The Mudcat Café TM
Thread #130662   Message #3373788
Posted By: Janie
08-Jul-12 - 09:54 PM
Thread Name: BS: Gas Fracking disaster looms
Subject: RE: BS: Gas Fracking disaster looms
Thanks Jack.

BTW for other readers, Hamilton is not the Dem. Assembly woman who hit the wrong button. Such occurrences are not unusual, especially late at night at the end of a frenetic session. The Republican leader of the Assembly used House rules to be able to ignore her "game changing" request for correction. I'd be offended by that except that if the rules had been used to override a veto I thought should be overridden I am aware I would simply be shrugging and saying "too bad, rules is rules.YOu hit the wrong button Thanks, and live with it."

I am also not offended by "horse trading" per se. That is part and parcel of the democratic, legislative process.

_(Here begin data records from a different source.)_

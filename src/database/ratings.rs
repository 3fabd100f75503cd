// ABOUTME: Database operations for append-only workout ratings
// ABOUTME: Ratings are read back in insertion order so the last one is the most recent
//
// SPDX-License-Identifier: MIT OR Apache-2.0
// Copyright (c) 2025 Pierre Fitness Intelligence

use crate::errors::{AppError, AppResult};
use chrono::Utc;
use reptrack_core::models::Rating;
use sqlx::{Row, SqlitePool};

/// Rating persistence
#[derive(Clone)]
pub struct RatingManager {
    pool: SqlitePool,
}

impl RatingManager {
    /// Create a new rating manager
    #[must_use]
    pub const fn new(pool: SqlitePool) -> Self {
        Self { pool }
    }

    /// Create the ratings table
    ///
    /// # Errors
    ///
    /// Returns an error if table or index creation fails
    pub async fn migrate(&self) -> AppResult<()> {
        sqlx::query(
            r"
            CREATE TABLE IF NOT EXISTS ratings (
                id INTEGER PRIMARY KEY AUTOINCREMENT,
                workout_id TEXT NOT NULL,
                rating INTEGER NOT NULL CHECK (rating BETWEEN 1 AND 5),
                created_at TEXT NOT NULL
            )
            ",
        )
        .execute(&self.pool)
        .await
        .map_err(|e| AppError::database(format!("Failed to create ratings table: {e}")))?;

        sqlx::query("CREATE INDEX IF NOT EXISTS idx_ratings_workout ON ratings(workout_id)")
            .execute(&self.pool)
            .await
            .map_err(|e| AppError::database(format!("Failed to create ratings index: {e}")))?;

        Ok(())
    }

    /// Append a rating
    ///
    /// # Errors
    ///
    /// Returns an error if the insert fails
    pub async fn insert(&self, rating: &Rating) -> AppResult<()> {
        sqlx::query(
            r"
            INSERT INTO ratings (workout_id, rating, created_at)
            VALUES ($1, $2, $3)
            ",
        )
        .bind(&rating.workout_id)
        .bind(i64::from(rating.value))
        .bind(Utc::now().to_rfc3339())
        .execute(&self.pool)
        .await
        .map_err(|e| AppError::database(format!("Failed to insert rating: {e}")))?;

        Ok(())
    }

    /// Every rating in insertion order
    ///
    /// # Errors
    ///
    /// Returns an error if the query fails or a stored value is out of range
    pub async fn all(&self) -> AppResult<Vec<Rating>> {
        let rows = sqlx::query("SELECT workout_id, rating FROM ratings ORDER BY id ASC")
            .fetch_all(&self.pool)
            .await
            .map_err(|e| AppError::database(format!("Failed to read ratings: {e}")))?;

        rows.iter()
            .map(|row| {
                let value: i64 = row.get("rating");
                let value = u8::try_from(value).map_err(|_| {
                    AppError::value_out_of_range(format!("stored rating {value} is not a u8"))
                })?;
                Rating::new(row.get::<String, _>("workout_id"), value)
            })
            .collect()
    }
}
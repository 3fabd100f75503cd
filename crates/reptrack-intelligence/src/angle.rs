// ABOUTME: Joint angle computation from three 2D landmarks
// ABOUTME: Returns the vertex angle in degrees folded into [0,180]
//
// SPDX-License-Identifier: MIT OR Apache-2.0
// Copyright (c) 2025 Pierre Fitness Intelligence

use reptrack_core::errors::{AppError, AppResult};
use reptrack_core::models::Joint;

/// Angle at vertex `b` formed by the segments `b→a` and `b→c`, in degrees
///
/// Computed as `|atan2(c - b) - atan2(a - b)|`, folded to `360 - angle` when
/// the raw value exceeds 180. Depth is ignored.
///
/// # Errors
///
/// Returns `MalformedGeometry` when any planar coordinate is NaN or infinite
pub fn joint_angle(a: Joint, b: Joint, c: Joint) -> AppResult<f64> {
    if !(a.is_finite() && b.is_finite() && c.is_finite()) {
        return Err(AppError::malformed_geometry(format!(
            "non-finite joint in angle triple ({a:?}, {b:?}, {c:?})"
        )));
    }

    let radians = (c.y - b.y).atan2(c.x - b.x) - (a.y - b.y).atan2(a.x - b.x);
    let degrees = radians.to_degrees().abs();
    Ok(if degrees > 180.0 {
        360.0 - degrees
    } else {
        degrees
    })
}
// ABOUTME: Landmark numbering and default analysis constants
// ABOUTME: Fixed anatomical indices plus the thresholds observed in the field
//
// SPDX-License-Identifier: MIT OR Apache-2.0
// Copyright (c) 2025 Pierre Fitness Intelligence

/// Anatomical landmark indices (33-point body topology)
pub mod landmarks {
    /// Nose
    pub const NOSE: usize = 0;
    /// Left shoulder
    pub const LEFT_SHOULDER: usize = 11;
    /// Right shoulder
    pub const RIGHT_SHOULDER: usize = 12;
    /// Left elbow
    pub const LEFT_ELBOW: usize = 13;
    /// Right elbow
    pub const RIGHT_ELBOW: usize = 14;
    /// Left wrist
    pub const LEFT_WRIST: usize = 15;
    /// Right wrist
    pub const RIGHT_WRIST: usize = 16;
    /// Left hip
    pub const LEFT_HIP: usize = 23;
    /// Right hip
    pub const RIGHT_HIP: usize = 24;
    /// Left knee
    pub const LEFT_KNEE: usize = 25;
    /// Right knee
    pub const RIGHT_KNEE: usize = 26;
    /// Left ankle
    pub const LEFT_ANKLE: usize = 27;
    /// Right ankle
    pub const RIGHT_ANKLE: usize = 28;
    /// Total landmarks produced by the pose model
    pub const COUNT: usize = 33;
}

/// Default correct-range thresholds (degrees) for the controlling angle
pub mod thresholds {
    /// Bicep curl elbow flexion
    pub const BICEP_CURL: (f64, f64) = (70.0, 160.0);
    /// Squat knee angle
    pub const SQUAT: (f64, f64) = (85.0, 95.0);
    /// Lateral raise shoulder abduction
    pub const LATERAL_RAISE: (f64, f64) = (80.0, 100.0);
    /// Lunge front-knee angle
    pub const LUNGE: (f64, f64) = (90.0, 160.0);
    /// Shoulder press elbow angle
    pub const SHOULDER_PRESS: (f64, f64) = (70.0, 160.0);
}

/// Ideal repetition durations in milliseconds
pub mod tempo {
    /// Slow controlled lifts (curls, raises, presses)
    pub const CONTROLLED_LIFT_MS: (u64, u64) = (4000, 6000);
    /// Lower-body compound movements (squats, lunges)
    pub const LOWER_BODY_MS: (u64, u64) = (3000, 5000);
}

/// Difficulty control loop defaults
pub mod difficulty {
    /// Samples per controller batch
    pub const BATCH_SIZE: usize = 5;
    /// Target average angle in degrees
    pub const TARGET_ANGLE: i64 = 45;
    /// Strict tolerance around the target for a positive reward
    pub const REWARD_TOLERANCE: f64 = 5.0;
    /// Difficulty floor
    pub const MIN_DIFFICULTY: u32 = 1;
    /// Reward when the batch is on target and error free
    pub const REWARD_ON_TARGET: f64 = 1.0;
    /// Reward otherwise
    pub const REWARD_OFF_TARGET: f64 = -1.0;
}

/// Recommendation defaults
pub mod recommendation {
    /// Suggestions returned per query
    pub const TOP_K: usize = 3;
    /// Minimum number of ratings before similarity is meaningful
    pub const MIN_RATINGS: usize = 2;
    /// Lowest accepted rating value
    pub const MIN_RATING: u8 = 1;
    /// Highest accepted rating value
    pub const MAX_RATING: u8 = 5;
}

/// Default tip when a repetition shows no issues
pub const ENCOURAGEMENT_TIP: &str = "Great form! Keep it up!";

But Hamilton's arguments in her own favor are as disingenuous as they come. Perdue vetoed the bill not because she is opposed to fracking, but because she is aware there is not yet sufficient research available to do an informed short term cost-benefit analysis, and therefore certainly not enough information available to develop regulations to insure fracking can be done without serious threat to water supplies in the short to mid-term.

The United States does not yet have the technology and infrastructure in place to use significantly more cleaner natural gas. Most of the increased production of natural gas brought about by fracking is currently being sold overseas, very profitably for the companies involved and their shareholders. I also understand that it is a temporarily significant economic engine for land owners and economically depressed communities where shale deposits exist. What is clear, however, is that it has not yet been demonstrated that fracking can occur without jeopardizing water resources over the long term, and in the long term, water resources are going to be the most precious and valuable resources we have.

My sister is a water resource engineer. Now retired, she spent most of her working career designing water and sewage treatment plants as a partner in an engineering firm. I was often taken aback by her stance that the first responsibility of corporations was to the partners in privately held companies and to stock holders in public companies, and not to the common good, but I will say that she is pretty objective about weighing the science involved with the management of water resources, and always aware that good business and engineering management of water resources must put quality of water ahead of everything else. Good for business. Her take on fracking is that it has not yet been demonstrated that fracking does not threaten water supplies and the science does not yet exist that permits the development of regulations that require measures to reasonably protect water resources.